For this exercise, copy each line of the records that contains the word "address".
^^^^^^^^
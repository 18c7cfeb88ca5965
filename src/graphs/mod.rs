use thiserror::Error;

pub mod city_map;

pub type Vertex = u32;
pub type Distance = f64;

/// Sentinel for "no direct road" matrix cells and for unreachable
/// cities in query results.
pub const INFINITY: Distance = f64::INFINITY;

/// Upper bound on the number of cities a map may hold. The distance
/// matrix is dense, so memory grows quadratically with the city count.
pub const MAX_CITIES: usize = 1000;

#[derive(Debug, Clone, Copy, PartialEq, Error)]
pub enum GraphError {
    /// A city index outside `[0, city_count)`.
    #[error("invalid city index: {0}")]
    InvalidIndex(Vertex),
    /// A road distance that is negative, NaN, or infinite.
    #[error("invalid road distance: {0}")]
    InvalidWeight(Distance),
    /// More cities requested than `MAX_CITIES`.
    #[error("capacity exceeded: {0} cities requested, at most {max} supported", max = MAX_CITIES)]
    CapacityExceeded(usize),
    /// Maps with no cities at all are rejected at construction.
    #[error("a city map needs at least one city")]
    NoCities,
}
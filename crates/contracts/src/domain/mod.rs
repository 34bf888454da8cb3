pub mod a001_order;
pub mod a002_product;
pub mod common;
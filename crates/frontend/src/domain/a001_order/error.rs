use thiserror::Error;

/// Failures of the order dashboard actions.
///
/// Each one ends the triggering action and is shown once as a toast.
#[derive(Debug, Clone, PartialEq, Eq, Error)]
pub enum OrderError {
    /// Listing failed: backend unreachable, non-success status or bad payload
    #[error("Error fetching orders: {0}")]
    Fetch(String),
    /// Client-side required-field check
    #[error("{0}")]
    Validation(String),
    /// Backend rejected the update or the request failed
    #[error("Error saving order: {0}")]
    Save(String),
    /// An update for this draft is already in flight
    #[error("The order is already being saved")]
    SaveInProgress,
    /// Malformed order or item data while assembling the report
    #[error("Error generating report: {0}")]
    ReportGeneration(String),
}

impl OrderError {
    /// Message without the action prefix
    pub fn detail(&self) -> &str {
        match self {
            OrderError::Fetch(m)
            | OrderError::Validation(m)
            | OrderError::Save(m)
            | OrderError::ReportGeneration(m) => m,
            OrderError::SaveInProgress => "save in progress",
        }
    }
}
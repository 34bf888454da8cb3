//! Order report: one order rendered as a paginated A4 PDF.

use super::error::OrderError;
use crate::shared::export::{download_bytes, PDF_MIME};
use crate::shared::format::{format_date_us, format_money, format_money_opt};
use crate::shared::pdf::layout::{FlowCursor, Margins};
use crate::shared::pdf::table::{draw_table, Table};
use crate::shared::pdf::{Align, Font, PdfDocument, Rgb};
use chrono::NaiveDate;
use contracts::domain::a001_order::aggregate::Order;

const TITLE: &str = "Order Report";
const FOOTER: &str = "Thank you for your business!";
const HEADING_COLOR: Rgb = Rgb(40, 40, 40);

/// Display-ready values of one report, checked before anything is drawn
#[derive(Debug, Clone, PartialEq)]
pub struct OrderReportModel {
    pub order_id: String,
    pub date: String,
    pub status: String,
    pub name: String,
    pub phone1: String,
    pub phone2: String,
    pub address: String,
    pub subtotal: String,
    pub shipping: String,
    pub total: String,
    pub items: Vec<Vec<String>>,
}

/// Generated document ready to be handed to the browser
#[derive(Debug, Clone)]
pub struct OrderReport {
    pub file_name: String,
    pub bytes: Vec<u8>,
    pub pages: usize,
}

/// `Order_<id>.pdf`, or `Order_Report.pdf` for an order without identifier
pub fn report_file_name(order: &Order) -> String {
    format!("Order_{}.pdf", order.identifier().unwrap_or("Report"))
}

pub fn build_report_model(order: &Order, date: NaiveDate) -> Result<OrderReportModel, OrderError> {
    if let Some(amount) = order.total_amount {
        if !amount.is_finite() || amount < 0.0 {
            return Err(OrderError::ReportGeneration(format!(
                "invalid total amount {}",
                amount
            )));
        }
    }

    let mut items = Vec::with_capacity(order.cart_items.len());
    for (index, item) in order.cart_items.iter().enumerate() {
        if !item.price.is_finite() || item.price < 0.0 {
            return Err(OrderError::ReportGeneration(format!(
                "item {} has invalid price {}",
                index + 1,
                item.price
            )));
        }
        if item.quantity == 0 {
            return Err(OrderError::ReportGeneration(format!(
                "item {} has zero quantity",
                index + 1
            )));
        }
        items.push(vec![
            item.product_name.clone(),
            item.color_or_na().to_string(),
            item.quantity.to_string(),
            format_money(item.price),
            format_money(item.line_total()),
        ]);
    }

    Ok(OrderReportModel {
        order_id: order.identifier().unwrap_or("N/A").to_string(),
        date: format_date_us(date),
        status: order.status.as_str().to_uppercase(),
        name: order.name.clone(),
        phone1: order.phone1.clone(),
        phone2: order.phone2_or_na().to_string(),
        address: order.address.clone(),
        subtotal: format_money_opt(order.total_amount),
        shipping: format_money(0.0),
        total: format_money_opt(order.total_amount),
        items,
    })
}

fn heading(doc: &mut PdfDocument, text: &str, x: f64, y: f64) {
    doc.set_font(Font::HelveticaBold);
    doc.set_font_size(14.0);
    doc.set_text_color(HEADING_COLOR);
    doc.text(text, x, y, Align::Left);
    doc.set_font(Font::Helvetica);
    doc.set_font_size(12.0);
    doc.set_text_color(Rgb::BLACK);
}

/// Lays the report out. Fixed blocks first, then the two tables flowing
/// from the cursor.
pub fn render_report(model: &OrderReportModel) -> PdfDocument {
    let mut doc = PdfDocument::a4();
    let margins = Margins::default();
    let left = margins.left;
    let center = doc.page_width() / 2.0;

    doc.set_font(Font::HelveticaBold);
    doc.set_font_size(20.0);
    doc.text(TITLE, center, 15.0, Align::Center);
    let rule_width = doc.page_width() - margins.left - margins.right;
    doc.stroke_rect(left, 19.0, rule_width, 0.0, Rgb(200, 200, 200), 0.3);

    doc.set_font(Font::Helvetica);
    doc.set_font_size(12.0);
    doc.text(&format!("Order ID: {}", model.order_id), left, 25.0, Align::Left);
    doc.text(&format!("Date: {}", model.date), left, 32.0, Align::Left);
    doc.text(&format!("Status: {}", model.status), left, 39.0, Align::Left);

    heading(&mut doc, "Customer Information", left, 50.0);
    let customer = [
        format!("Name: {}", model.name),
        format!("Primary Phone: {}", model.phone1),
        format!("Secondary Phone: {}", model.phone2),
        format!("Address: {}", model.address),
    ];
    for (i, line) in customer.iter().enumerate() {
        doc.text(line, left, 58.0 + 7.0 * i as f64, Align::Left);
    }

    heading(&mut doc, "Order Summary", left, 95.0);
    let mut cursor = FlowCursor::new(100.0, margins);
    let summary = Table::new(
        &["Description", "Amount"],
        vec![
            vec!["Subtotal".to_string(), model.subtotal.clone()],
            vec!["Shipping".to_string(), model.shipping.clone()],
            vec!["Total".to_string(), model.total.clone()],
        ],
    );
    let summary = draw_table(&mut doc, &mut cursor, &summary);

    cursor.move_to(summary.final_y + 15.0);
    cursor.ensure_space(&mut doc, 20.0);
    heading(&mut doc, "Ordered Items", left, cursor.y());
    cursor.advance(5.0);
    let items = Table::new(
        &["Product", "Color", "Quantity", "Price", "Total"],
        model.items.clone(),
    );
    let items = draw_table(&mut doc, &mut cursor, &items);
    log::debug!(
        "Report items table: {} rows, {} page breaks",
        items.rows_drawn,
        items.page_breaks
    );

    doc.set_font(Font::Helvetica);
    doc.set_font_size(10.0);
    doc.set_text_color(Rgb(100, 100, 100));
    let footer_y = doc.page_height() - 10.0;
    doc.text(FOOTER, center, footer_y, Align::Center);

    doc
}

/// Builds the whole document in memory; nothing is produced on error
pub fn generate_order_report(order: &Order, date: NaiveDate) -> Result<OrderReport, OrderError> {
    let model = build_report_model(order, date)?;
    let doc = render_report(&model);
    Ok(OrderReport {
        file_name: report_file_name(order),
        pages: doc.page_count(),
        bytes: doc.to_bytes(),
    })
}

/// Generates the report for today and starts the browser download
pub fn download_order_report(order: &Order) -> Result<String, OrderError> {
    let today = chrono::Local::now().date_naive();
    let report = generate_order_report(order, today)?;
    download_bytes(&report.bytes, PDF_MIME, &report.file_name)
        .map_err(OrderError::ReportGeneration)?;
    log::info!(
        "Report {} generated ({} pages)",
        report.file_name,
        report.pages
    );
    Ok(report.file_name)
}
//! Minimal PDF 1.4 writer for generated reports.
//!
//! Coordinates are millimetres from the top-left corner of the page, text `y`
//! is the baseline. Only the two standard Helvetica faces are used, so no font
//! program is embedded; text is written in WinAnsi (Latin-1 plus typographic
//! punctuation and the euro sign), anything outside it is replaced with `?`.

pub mod fonts;
pub mod layout;
pub mod table;

use std::fmt::Write as _;

pub const MM_TO_PT: f64 = 72.0 / 25.4;
pub const A4_WIDTH_MM: f64 = 210.0;
pub const A4_HEIGHT_MM: f64 = 297.0;

#[derive(Debug, Clone, Copy, PartialEq, Eq)]
pub enum Font {
    Helvetica,
    HelveticaBold,
}

impl Font {
    fn resource_name(&self) -> &'static str {
        match self {
            Font::Helvetica => "F1",
            Font::HelveticaBold => "F2",
        }
    }
}

#[derive(Debug, Clone, Copy, PartialEq, Eq)]
pub enum Align {
    Left,
    Center,
    Right,
}

#[derive(Debug, Clone, Copy, PartialEq, Eq)]
pub struct Rgb(pub u8, pub u8, pub u8);

impl Rgb {
    pub const BLACK: Rgb = Rgb(0, 0, 0);
    pub const WHITE: Rgb = Rgb(255, 255, 255);

    fn components(&self) -> String {
        format!(
            "{:.3} {:.3} {:.3}",
            self.0 as f64 / 255.0,
            self.1 as f64 / 255.0,
            self.2 as f64 / 255.0
        )
    }
}

#[derive(Debug, Clone, PartialEq)]
enum Op {
    Text {
        x: f64,
        y: f64,
        size: f64,
        font: Font,
        color: Rgb,
        text: String,
    },
    FillRect {
        x: f64,
        y: f64,
        w: f64,
        h: f64,
        color: Rgb,
    },
    StrokeRect {
        x: f64,
        y: f64,
        w: f64,
        h: f64,
        color: Rgb,
        line_width: f64,
    },
}

#[derive(Debug, Clone, Default)]
struct Page {
    ops: Vec<Op>,
}

/// In-memory document; pages are appended, drawing targets the last page
#[derive(Debug, Clone)]
pub struct PdfDocument {
    width: f64,
    height: f64,
    pages: Vec<Page>,
    font: Font,
    font_size: f64,
    text_color: Rgb,
}

impl PdfDocument {
    /// Portrait A4 with one empty page
    pub fn a4() -> Self {
        Self::new(A4_WIDTH_MM, A4_HEIGHT_MM)
    }

    pub fn new(width_mm: f64, height_mm: f64) -> Self {
        Self {
            width: width_mm,
            height: height_mm,
            pages: vec![Page::default()],
            font: Font::Helvetica,
            font_size: 12.0,
            text_color: Rgb::BLACK,
        }
    }

    pub fn page_width(&self) -> f64 {
        self.width
    }

    pub fn page_height(&self) -> f64 {
        self.height
    }

    pub fn page_count(&self) -> usize {
        self.pages.len()
    }

    pub fn add_page(&mut self) {
        self.pages.push(Page::default());
    }

    pub fn set_font(&mut self, font: Font) {
        self.font = font;
    }

    pub fn set_font_size(&mut self, size: f64) {
        self.font_size = size;
    }

    pub fn font_size(&self) -> f64 {
        self.font_size
    }

    pub fn set_text_color(&mut self, color: Rgb) {
        self.text_color = color;
    }

    /// Width of `text` in mm with the current font settings
    pub fn text_width(&self, text: &str) -> f64 {
        fonts::text_units(self.font, text) as f64 / 1000.0 * self.font_size / MM_TO_PT
    }

    /// Height of one line of the current font in mm
    pub fn line_height(&self) -> f64 {
        self.font_size * 1.15 / MM_TO_PT
    }

    pub fn text(&mut self, text: &str, x: f64, y: f64, align: Align) {
        let x = match align {
            Align::Left => x,
            Align::Center => x - self.text_width(text) / 2.0,
            Align::Right => x - self.text_width(text),
        };
        let op = Op::Text {
            x,
            y,
            size: self.font_size,
            font: self.font,
            color: self.text_color,
            text: text.to_string(),
        };
        self.push(op);
    }

    pub fn fill_rect(&mut self, x: f64, y: f64, w: f64, h: f64, color: Rgb) {
        self.push(Op::FillRect { x, y, w, h, color });
    }

    pub fn stroke_rect(&mut self, x: f64, y: f64, w: f64, h: f64, color: Rgb, line_width: f64) {
        self.push(Op::StrokeRect {
            x,
            y,
            w,
            h,
            color,
            line_width,
        });
    }

    fn push(&mut self, op: Op) {
        if let Some(page) = self.pages.last_mut() {
            page.ops.push(op);
        }
    }

    /// Texts drawn on page `index`, in drawing order
    pub fn page_texts(&self, index: usize) -> Vec<&str> {
        self.pages
            .get(index)
            .map(|p| {
                p.ops
                    .iter()
                    .filter_map(|op| match op {
                        Op::Text { text, .. } => Some(text.as_str()),
                        _ => None,
                    })
                    .collect()
            })
            .unwrap_or_default()
    }

    /// Serialises the document
    pub fn to_bytes(&self) -> Vec<u8> {
        let mut writer = ObjectWriter::new();

        // 1: catalog, 2: page tree, 3/4: fonts, then (page, content) pairs
        let page_ids: Vec<usize> = (0..self.pages.len()).map(|i| 5 + i * 2).collect();
        let kids = page_ids
            .iter()
            .map(|id| format!("{} 0 R", id))
            .collect::<Vec<_>>()
            .join(" ");

        writer.object(1, b"<< /Type /Catalog /Pages 2 0 R >>");
        writer.object(
            2,
            format!(
                "<< /Type /Pages /Kids [{}] /Count {} >>",
                kids,
                self.pages.len()
            )
            .as_bytes(),
        );
        writer.object(
            3,
            b"<< /Type /Font /Subtype /Type1 /BaseFont /Helvetica /Encoding /WinAnsiEncoding >>",
        );
        writer.object(
            4,
            b"<< /Type /Font /Subtype /Type1 /BaseFont /Helvetica-Bold /Encoding /WinAnsiEncoding >>",
        );

        for (page, page_id) in self.pages.iter().zip(page_ids) {
            let content_id = page_id + 1;
            writer.object(
                page_id,
                format!(
                    "<< /Type /Page /Parent 2 0 R /MediaBox [0 0 {:.2} {:.2}] \
                     /Resources << /Font << /F1 3 0 R /F2 4 0 R >> >> /Contents {} 0 R >>",
                    self.width * MM_TO_PT,
                    self.height * MM_TO_PT,
                    content_id
                )
                .as_bytes(),
            );
            let stream = self.content_stream(page);
            writer.stream(content_id, &stream);
        }

        writer.finish(1)
    }

    fn content_stream(&self, page: &Page) -> Vec<u8> {
        let mut out = Vec::new();
        for op in &page.ops {
            match op {
                Op::Text {
                    x,
                    y,
                    size,
                    font,
                    color,
                    text,
                } => {
                    let head = format!(
                        "BT /{} {:.2} Tf {} rg {:.2} {:.2} Td (",
                        font.resource_name(),
                        size,
                        color.components(),
                        x * MM_TO_PT,
                        (self.height - y) * MM_TO_PT
                    );
                    out.extend_from_slice(head.as_bytes());
                    out.extend_from_slice(&encode_text(text));
                    out.extend_from_slice(b") Tj ET\n");
                }
                Op::FillRect { x, y, w, h, color } => {
                    let s = format!(
                        "q {} rg {:.2} {:.2} {:.2} {:.2} re f Q\n",
                        color.components(),
                        x * MM_TO_PT,
                        (self.height - y - h) * MM_TO_PT,
                        w * MM_TO_PT,
                        h * MM_TO_PT
                    );
                    out.extend_from_slice(s.as_bytes());
                }
                Op::StrokeRect {
                    x,
                    y,
                    w,
                    h,
                    color,
                    line_width,
                } => {
                    let s = format!(
                        "q {} RG {:.2} w {:.2} {:.2} {:.2} {:.2} re S Q\n",
                        color.components(),
                        line_width * MM_TO_PT,
                        x * MM_TO_PT,
                        (self.height - y - h) * MM_TO_PT,
                        w * MM_TO_PT,
                        h * MM_TO_PT
                    );
                    out.extend_from_slice(s.as_bytes());
                }
            }
        }
        out
    }
}

/// WinAnsi bytes of a literal string body, with `\`, `(` and `)` escaped
pub fn encode_text(text: &str) -> Vec<u8> {
    let mut out = Vec::with_capacity(text.len());
    for c in text.chars() {
        let byte = fonts::win_ansi_byte(c).unwrap_or(b'?');
        if matches!(byte, b'\\' | b'(' | b')') {
            out.push(b'\\');
        }
        out.push(byte);
    }
    out
}

/// Tracks byte offsets of numbered objects for the cross-reference table
struct ObjectWriter {
    buf: Vec<u8>,
    offsets: Vec<(usize, usize)>,
}

impl ObjectWriter {
    fn new() -> Self {
        let mut buf = Vec::new();
        buf.extend_from_slice(b"%PDF-1.4\n%\xE2\xE3\xCF\xD3\n");
        Self {
            buf,
            offsets: Vec::new(),
        }
    }

    fn object(&mut self, id: usize, body: &[u8]) {
        self.offsets.push((id, self.buf.len()));
        self.buf
            .extend_from_slice(format!("{} 0 obj\n", id).as_bytes());
        self.buf.extend_from_slice(body);
        self.buf.extend_from_slice(b"\nendobj\n");
    }

    fn stream(&mut self, id: usize, data: &[u8]) {
        self.offsets.push((id, self.buf.len()));
        self.buf.extend_from_slice(
            format!("{} 0 obj\n<< /Length {} >>\nstream\n", id, data.len()).as_bytes(),
        );
        self.buf.extend_from_slice(data);
        self.buf.extend_from_slice(b"\nendstream\nendobj\n");
    }

    fn finish(mut self, root: usize) -> Vec<u8> {
        self.offsets.sort_by_key(|(id, _)| *id);
        let size = self.offsets.len() + 1;
        let xref_at = self.buf.len();

        let mut xref = String::new();
        let _ = write!(xref, "xref\n0 {}\n0000000000 65535 f \n", size);
        for (_, offset) in &self.offsets {
            let _ = write!(xref, "{:010} 00000 n \n", offset);
        }
        let _ = write!(
            xref,
            "trailer\n<< /Size {} /Root {} 0 R >>\nstartxref\n{}\n%%EOF\n",
            size, root, xref_at
        );
        self.buf.extend_from_slice(xref.as_bytes());
        self.buf
    }
}

#[cfg(test)]
pub(crate) fn contains_bytes(haystack: &[u8], needle: &[u8]) -> bool {
    haystack.windows(needle.len()).any(|w| w == needle)
}
pub mod a001_order;
pub mod a002_product;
^^^^^^^^
▶ **Exercise answer**:
    pub address: String,
        address: order.address.clone(),
        format!("Address: {}", model.address),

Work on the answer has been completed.